# 1UP Rack - Padlock or 1UP Lock?



## rstark18 (Apr 10, 2006)

I’m just about to buy a 1UP Quik Rack and was looking at their rack lock (the one that blocks access to the tightening bolt) and wanted some opinions from those that have used one. Am I better off with just a long shackle padlock or is 1UP’s column lock better for some reason.
I will be taking the rack on and off often for riding so the security is just for the trailhead so the rack itself doesn’t get stolen.


----------



## jcd46 (Jul 25, 2012)

Get it, worth the $20+ bucks.


----------



## agoura_biker (Jun 6, 2004)

The locks are definitely worth it.
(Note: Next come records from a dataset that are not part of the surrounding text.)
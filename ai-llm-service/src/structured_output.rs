//! Provider-neutral description of a structured (JSON) model answer.
//!
//! An [`OutputSchema`] is declared once by the caller and rendered per provider:
//! - Gemini: `generationConfig.responseSchema` (OpenAPI subset, upper-case types)
//! - OpenAI: `response_format.json_schema.schema` (strict JSON Schema)
//! - Ollama: `format` (JSON Schema)

use serde_json::{Map, Value, json};

/// JSON type of a single output field.
#[derive(Debug, Clone, Copy, PartialEq, Eq)]
pub enum FieldKind {
    String,
    Integer,
    Number,
    Boolean,
}

impl FieldKind {
    fn json_schema_type(self) -> &'static str {
        match self {
            FieldKind::String => "string",
            FieldKind::Integer => "integer",
            FieldKind::Number => "number",
            FieldKind::Boolean => "boolean",
        }
    }

    fn gemini_type(self) -> &'static str {
        match self {
            FieldKind::String => "STRING",
            FieldKind::Integer => "INTEGER",
            FieldKind::Number => "NUMBER",
            FieldKind::Boolean => "BOOLEAN",
        }
    }
}

/// One required property of the answer object.
#[derive(Debug, Clone, PartialEq)]
pub struct SchemaField {
    pub name: String,
    pub kind: FieldKind,
    /// Instruction for the model about what to put in this field.
    pub description: String,
}

/// Flat object schema: every field is required, no extra properties.
///
/// ```
/// use ai_llm_service::{FieldKind, OutputSchema};
///
/// let schema = OutputSchema::new("verdict", "A yes/no verdict")
///     .field("ok", FieldKind::Boolean, "Whether it holds");
/// assert_eq!(schema.to_json_schema()["required"][0], "ok");
/// assert_eq!(schema.to_gemini_schema()["properties"]["ok"]["type"], "BOOLEAN");
/// ```
#[derive(Debug, Clone, PartialEq)]
pub struct OutputSchema {
    /// Identifier sent to providers that name schemas (OpenAI).
    pub name: String,
    pub description: String,
    pub fields: Vec<SchemaField>,
}

impl OutputSchema {
    pub fn new(name: impl Into<String>, description: impl Into<String>) -> Self {
        Self {
            name: name.into(),
            description: description.into(),
            fields: Vec::new(),
        }
    }

    /// Appends a required field. Field order is preserved in prompts and in
    /// Gemini's `propertyOrdering`.
    pub fn field(
        mut self,
        name: impl Into<String>,
        kind: FieldKind,
        description: impl Into<String>,
    ) -> Self {
        self.fields.push(SchemaField {
            name: name.into(),
            kind,
            description: description.into(),
        });
        self
    }

    pub fn field_names(&self) -> impl Iterator<Item = &str> {
        self.fields.iter().map(|f| f.name.as_str())
    }

    /// Renders a strict JSON Schema object.
    pub fn to_json_schema(&self) -> Value {
        let mut properties = Map::new();
        for f in &self.fields {
            properties.insert(
                f.name.clone(),
                json!({
                    "type": f.kind.json_schema_type(),
                    "description": f.description,
                }),
            );
        }
        let required = self.field_names().collect::<Vec<_>>();

        json!({
            "type": "object",
            "description": self.description,
            "properties": properties,
            "required": required,
            "additionalProperties": false,
        })
    }

    /// Renders the Gemini `responseSchema` flavor.
    pub fn to_gemini_schema(&self) -> Value {
        let mut properties = Map::new();
        for f in &self.fields {
            properties.insert(
                f.name.clone(),
                json!({
                    "type": f.kind.gemini_type(),
                    "description": f.description,
                }),
            );
        }
        let names = self.field_names().collect::<Vec<_>>();

        json!({
            "type": "OBJECT",
            "description": self.description,
            "properties": properties,
            "required": names,
            "propertyOrdering": names,
        })
    }
}

#[cfg(test)]
mod tests {
    use super::*;

    fn sample() -> OutputSchema {
        OutputSchema::new("sample", "Sample answer")
            .field("zeta", FieldKind::String, "last letter")
            .field("alpha", FieldKind::Integer, "first letter")
    }

    #[test]
    fn json_schema_is_strict_and_complete() {
        let s = sample().to_json_schema();
        assert_eq!(s["type"], "object");
        assert_eq!(s["additionalProperties"], false);
        assert_eq!(s["required"], json!(["zeta", "alpha"]));
        assert_eq!(s["properties"]["alpha"]["type"], "integer");
        assert_eq!(s["properties"]["zeta"]["description"], "last letter");
    }

    #[test]
    fn gemini_schema_keeps_declaration_order() {
        let s = sample().to_gemini_schema();
        assert_eq!(s["type"], "OBJECT");
        assert_eq!(s["propertyOrdering"], json!(["zeta", "alpha"]));
        assert_eq!(s["properties"]["zeta"]["type"], "STRING");
        assert!(s.get("additionalProperties").is_none());
    }
}
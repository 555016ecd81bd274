//! Process-level configuration for the HTTP service.

use ai_llm_service::{
    LlmModelConfig, config::default_config::config_from_lookup, error_handler::opt_var,
};

use crate::error_handler::AppError;

pub const DEFAULT_API_ADDRESS: &str = "127.0.0.1:8000";
pub const DEFAULT_SERVICE_NAME: &str = "Flow Visualizer Backend";

/// Everything `start` needs, resolved once at startup.
#[derive(Debug, Clone)]
pub struct ApiConfig {
    /// Socket address to bind, e.g. `127.0.0.1:8000`.
    pub address: String,
    /// Name reported by `GET /` and `/docs`.
    pub service_name: String,
    /// Model used for `/analyze`.
    pub llm: LlmModelConfig,
}

impl ApiConfig {
    /// Load from process environment (call after `dotenvy`).
    pub fn from_env() -> Result<Self, AppError> {
        Self::from_lookup(|name| std::env::var(name).ok())
    }

    /// Load from an arbitrary variable source.
    ///
    /// # Errors
    /// [`AppError::Config`] for an unknown provider, a bad number or an
    /// invalid endpoint.
    pub fn from_lookup<F>(lookup: F) -> Result<Self, AppError>
    where
        F: Fn(&str) -> Option<String>,
    {
        let llm = config_from_lookup(&lookup)?;

        Ok(Self {
            address: opt_var(&lookup, "API_ADDRESS").unwrap_or_else(|| DEFAULT_API_ADDRESS.into()),
            service_name: opt_var(&lookup, "SERVICE_NAME")
                .unwrap_or_else(|| DEFAULT_SERVICE_NAME.into()),
            llm,
        })
    }
}
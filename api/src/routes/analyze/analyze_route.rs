//! POST /analyze asks the model for the time complexity of a snippet.

use std::sync::Arc;

use axum::{Json, extract::State, extract::rejection::JsonRejection};
use complexity_analyzer::{AnalysisResponse, analyze};
use tracing::{Span, error, field, info, instrument};

use crate::{
    core::app_state::AppState, error_handler::AppResult,
    routes::analyze::analyze_request::AnalyzeRequest,
};

/// Handler: POST /analyze
///
/// # Example
/// ```bash
/// curl -X POST http://127.0.0.1:8000/analyze \
///   -H 'content-type: application/json' \
///   -d '{"code":"for i in range(n): print(i)"}'
/// ```
#[instrument(name = "analyze", skip_all, fields(model = %state.model, code_len = field::Empty))]
pub async fn analyze_code(
    State(state): State<Arc<AppState>>,
    payload: Result<Json<AnalyzeRequest>, JsonRejection>,
) -> AppResult<Json<AnalysisResponse>> {
    let Json(body) = payload?;
    Span::current().record("code_len", body.code.len());

    match analyze(state.generator.as_ref(), &state.model, &body.code).await {
        Ok(analysis) => {
            info!(big_o = %analysis.big_o, "analyze ok");
            Ok(Json(analysis))
        }
        Err(e) => {
            error!(error = %e, "analyze failed");
            Err(e.into())
        }
    }
}
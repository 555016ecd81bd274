//! Typed error for the complexity-analyzer crate.

use ai_llm_service::AiLlmError;
use thiserror::Error;

#[derive(Debug, Error)]
pub enum AnalyzeError {
    /// The upstream model call failed (transport, status, credentials).
    #[error(transparent)]
    Upstream(#[from] AiLlmError),

    /// The model answered without any text.
    #[error("Empty response from AI")]
    EmptyResponse,

    /// The model's text is not JSON at all.
    #[error("AI response is not valid JSON: {0}")]
    InvalidJson(#[source] serde_json::Error),

    /// Valid JSON, but not the requested analysis shape.
    #[error("AI response does not match the analysis schema: {0}")]
    SchemaMismatch(#[source] serde_json::Error),
}
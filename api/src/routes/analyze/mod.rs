pub mod analyze_request;
pub mod analyze_route;
//! Output schema requested from the model.
//!
//! Kept apart from the HTTP request type: this is what the model must produce,
//! not what clients send.

use std::sync::LazyLock;

use ai_llm_service::{FieldKind, OutputSchema};

static ANALYSIS_SCHEMA: LazyLock<OutputSchema> = LazyLock::new(|| {
    OutputSchema::new(
        "analysis_response",
        "Time complexity analysis of a code snippet.",
    )
    .field(
        "bigO",
        FieldKind::String,
        "The time complexity in Big O notation (e.g., 'O(n)', 'O(1)', 'O(n log n)'). \
         Do not use descriptions like 'linear' or 'constant'.",
    )
    .field(
        "complexity",
        FieldKind::String,
        "A qualitative assessment of the complexity (e.g., 'Low', 'Medium', 'High').",
    )
    .field(
        "description",
        FieldKind::String,
        "A brief explanation (1-2 sentences) of why this time complexity applies to the code.",
    )
});

/// Schema of [`crate::AnalysisResponse`] as sent to the model.
pub fn analysis_schema() -> &'static OutputSchema {
    &ANALYSIS_SCHEMA
}
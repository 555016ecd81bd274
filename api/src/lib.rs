//! HTTP surface of the complexity analyzer.

use std::sync::Arc;

mod core;
pub mod error_handler;
mod middleware_layer;
mod routes;

pub use crate::core::{app_state::AppState, config::ApiConfig};
pub use error_handler::AppError;
pub use middleware_layer::json_extractor::REQUEST_ID_HEADER;

use axum::{
    Router, middleware,
    routing::{get, post},
};
use tokio::{net::TcpListener, signal};
use tracing::{info, warn};

use crate::{
    middleware_layer::json_extractor::json_error_mapper,
    routes::{
        analyze::analyze_route::analyze_code, docs_route::docs, not_found_route::not_found,
        root_route::root,
    },
};

/// Build the router with all routes and middleware. Used by [`start`] and tests.
pub fn router(state: Arc<AppState>) -> Router {
    Router::new()
        .route("/", get(root))
        .route("/docs", get(docs))
        .route("/analyze", post(analyze_code))
        .fallback(not_found)
        .layer(middleware::from_fn(json_error_mapper))
        .with_state(state)
}

pub async fn start(config: ApiConfig) -> Result<(), AppError> {
    let state = Arc::new(AppState::from_config(&config));
    let app = router(state);

    // Bind to address
    let listener = TcpListener::bind(&config.address)
        .await
        .map_err(AppError::Bind)?;

    info!(
        address = %config.address,
        provider = %config.llm.provider,
        model = %config.llm.model,
        "{} listening",
        config.service_name
    );

    // Start server with graceful shutdown on Ctrl+C
    axum::serve(listener, app)
        .with_graceful_shutdown(shutdown_signal())
        .await
        .map_err(AppError::Server)?;

    info!("server stopped");
    Ok(())
}

/// Returns a future that resolves when Ctrl+C is pressed
async fn shutdown_signal() {
    if let Err(e) = signal::ctrl_c().await {
        // Without a signal handler the server runs until killed.
        warn!(error = %e, "failed to listen for shutdown signal");
        std::future::pending::<()>().await;
    }
    info!("shutdown signal received");
}
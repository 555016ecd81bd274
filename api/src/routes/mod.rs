pub mod analyze;
pub mod docs_route;
pub mod not_found_route;
pub mod root_route;
//! Provider clients against a local mock upstream (no live network).

use std::sync::{Arc, Mutex};

use ai_llm_service::{
    AiLlmError, FieldKind, GenerationRequest, LlmModelConfig, LlmProvider, LlmService,
    OutputSchema, ProviderError, ProviderErrorKind, TextGenerator,
};
use axum::{
    Json, Router,
    extract::State,
    http::{HeaderMap, StatusCode, Uri},
};
use serde_json::{Value, json};

#[derive(Debug, Default)]
struct Seen {
    path: String,
    api_key: Option<String>,
    body: Value,
}

#[derive(Clone)]
struct Mock {
    status: StatusCode,
    reply: Value,
    seen: Arc<Mutex<Seen>>,
}

async fn record(
    State(mock): State<Mock>,
    uri: Uri,
    headers: HeaderMap,
    Json(body): Json<Value>,
) -> (StatusCode, Json<Value>) {
    {
        let mut seen = mock.seen.lock().unwrap();
        seen.path = uri.path().to_string();
        seen.api_key = headers
            .get("x-goog-api-key")
            .or_else(|| headers.get("authorization"))
            .and_then(|v| v.to_str().ok())
            .map(str::to_string);
        seen.body = body;
    }
    (mock.status, Json(mock.reply.clone()))
}

async fn spawn_upstream(status: StatusCode, reply: Value) -> (String, Arc<Mutex<Seen>>) {
    let seen = Arc::new(Mutex::new(Seen::default()));
    let app = Router::new().fallback(record).with_state(Mock {
        status,
        reply,
        seen: seen.clone(),
    });
    let listener = tokio::net::TcpListener::bind(("127.0.0.1", 0)).await.unwrap();
    let addr = listener.local_addr().unwrap();

    tokio::spawn(async move {
        axum::serve(listener, app).await.unwrap();
    });

    (format!("http://{addr}"), seen)
}

fn config(provider: LlmProvider, endpoint: String) -> LlmModelConfig {
    LlmModelConfig {
        provider,
        model: "configured-model".into(),
        endpoint,
        api_key: Some("test-key".into()),
        max_tokens: None,
        temperature: None,
        top_p: None,
        timeout_secs: Some(5),
    }
}

fn schema() -> OutputSchema {
    OutputSchema::new("analysis_response", "Complexity verdict")
        .field("bigO", FieldKind::String, "Big O notation")
        .field("complexity", FieldKind::String, "Low/Medium/High")
}

#[tokio::test]
async fn gemini_returns_candidate_text_and_sends_schema() {
    let (endpoint, seen) = spawn_upstream(
        StatusCode::OK,
        json!({
            "candidates": [{
                "content": { "role": "model", "parts": [{ "text": "{\"bigO\":\"O(n)\"}" }] },
                "finishReason": "STOP"
            }]
        }),
    )
    .await;
    let svc = LlmService::new(config(LlmProvider::Gemini, endpoint));
    let schema = schema();

    let text = svc
        .generate(GenerationRequest {
            model: "gemini-test",
            prompt: "analyze this",
            schema: &schema,
        })
        .await
        .unwrap();

    assert_eq!(text.as_deref(), Some("{\"bigO\":\"O(n)\"}"));
    let seen = seen.lock().unwrap();
    assert_eq!(seen.path, "/v1beta/models/gemini-test:generateContent");
    assert_eq!(seen.api_key.as_deref(), Some("test-key"));
    assert_eq!(seen.body["contents"][0]["parts"][0]["text"], "analyze this");
    assert_eq!(
        seen.body["generationConfig"]["responseSchema"]["required"],
        json!(["bigO", "complexity"])
    );
}

#[tokio::test]
async fn gemini_without_candidates_yields_none() {
    let (endpoint, _) = spawn_upstream(StatusCode::OK, json!({ "candidates": [] })).await;
    let svc = LlmService::new(config(LlmProvider::Gemini, endpoint));
    let schema = schema();

    let text = svc
        .generate(GenerationRequest {
            model: "configured-model",
            prompt: "p",
            schema: &schema,
        })
        .await
        .unwrap();

    assert_eq!(text, None);
}

#[tokio::test]
async fn gemini_error_status_surfaces_with_snippet() {
    let (endpoint, _) = spawn_upstream(
        StatusCode::FORBIDDEN,
        json!({ "error": { "code": 403, "message": "API key not valid" } }),
    )
    .await;
    let svc = LlmService::new(config(LlmProvider::Gemini, endpoint));
    let schema = schema();

    let err = svc
        .generate(GenerationRequest {
            model: "configured-model",
            prompt: "p",
            schema: &schema,
        })
        .await
        .unwrap_err();

    match &err {
        AiLlmError::Provider(ProviderError {
            kind: ProviderErrorKind::HttpStatus(http),
            ..
        }) => {
            assert_eq!(http.status, StatusCode::FORBIDDEN);
            assert!(http.snippet.contains("API key not valid"));
        }
        other => panic!("unexpected error: {other:?}"),
    }
    assert!(err.to_string().contains("403"));
}

#[tokio::test]
async fn openai_reads_first_choice_content() {
    let (endpoint, seen) = spawn_upstream(
        StatusCode::OK,
        json!({ "choices": [{ "message": { "role": "assistant", "content": "{\"bigO\":\"O(1)\"}" } }] }),
    )
    .await;
    let svc = LlmService::new(config(LlmProvider::OpenAI, endpoint));
    let schema = schema();

    let text = svc
        .generate(GenerationRequest {
            model: "configured-model",
            prompt: "p",
            schema: &schema,
        })
        .await
        .unwrap();

    assert_eq!(text.as_deref(), Some("{\"bigO\":\"O(1)\"}"));
    let seen = seen.lock().unwrap();
    assert_eq!(seen.path, "/v1/chat/completions");
    assert_eq!(seen.api_key.as_deref(), Some("Bearer test-key"));
    assert_eq!(seen.body["response_format"]["type"], "json_schema");
}

#[tokio::test]
async fn ollama_sends_format_schema() {
    let (endpoint, seen) = spawn_upstream(
        StatusCode::OK,
        json!({ "model": "configured-model", "response": "{\"bigO\":\"O(n^2)\"}", "done": true }),
    )
    .await;
    let mut cfg = config(LlmProvider::Ollama, endpoint);
    cfg.api_key = None;
    let svc = LlmService::new(cfg);
    let schema = schema();

    let text = svc
        .generate(GenerationRequest {
            model: "configured-model",
            prompt: "p",
            schema: &schema,
        })
        .await
        .unwrap();

    assert_eq!(text.as_deref(), Some("{\"bigO\":\"O(n^2)\"}"));
    let seen = seen.lock().unwrap();
    assert_eq!(seen.path, "/api/generate");
    assert_eq!(seen.body["stream"], false);
    assert_eq!(seen.body["format"]["type"], "object");
}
But I use them more as a supplement than a replacement for a more secure chain and lock. I use only these locks when I think it's a fairly safe area but I want some security. This would be like campgrounds or supermarkets in low-crime area when I'm only going to be gone a short while. Even then, I might use a heavy chain and U-lock as well as the 1Up locks.


----------



## rstark18 (Apr 10, 2006)

The way I was thinking about it is if someone wants to cut either lock off they will. I was just thinking a padlock might be easier to put on and take off after every ride. Any advantage to the 1UP style lock that I’m not seeing?


----------



## agoura_biker (Jun 6, 2004)

It depends on how heavy the chain and lock are. Mine are really heavy and it's a bit of a pain to thread the chain through the bike frames (I'm almost always carrying two bikes), so the 1UP locks are a lot more convenient. Plus, a thief would have to cut through two locks per bike to get the whole bike. And I think those locks are a lot more secure than a cable lock, with is super easy to cut through. So I think the 1UP locks are a lot easier and a bit more secure than a cable or light chain/lock.


----------



## rstark18 (Apr 10, 2006)

Sorry actually I’m only talking about the bike rack lock not the bike locks. It’s the lock that covers the security hex bolt.


----------



## agoura_biker (Jun 6, 2004)

Sorry, I just didn't read the post right. I find the 1UP lock to be really easy to use and it fits perfectly so it's probably slightly harder to cut that a long-shackle padlock, but either would work. The 1UP lock is just a perfect fit, so that's what I got.


----------



## bdundee (Feb 4, 2008)

My newish super duty 2 bike rack doesn't have a hole to put that lock through over the tightening bolt, it uses the slotted hitch bar lock that was included with it.


----------



## rstark18 (Apr 10, 2006)

bdundee said:


> My newish super duty 2 bike rack doesn't have a hole to put that lock through over the tightening bolt, it uses the slotted hitch bar lock that was included with it.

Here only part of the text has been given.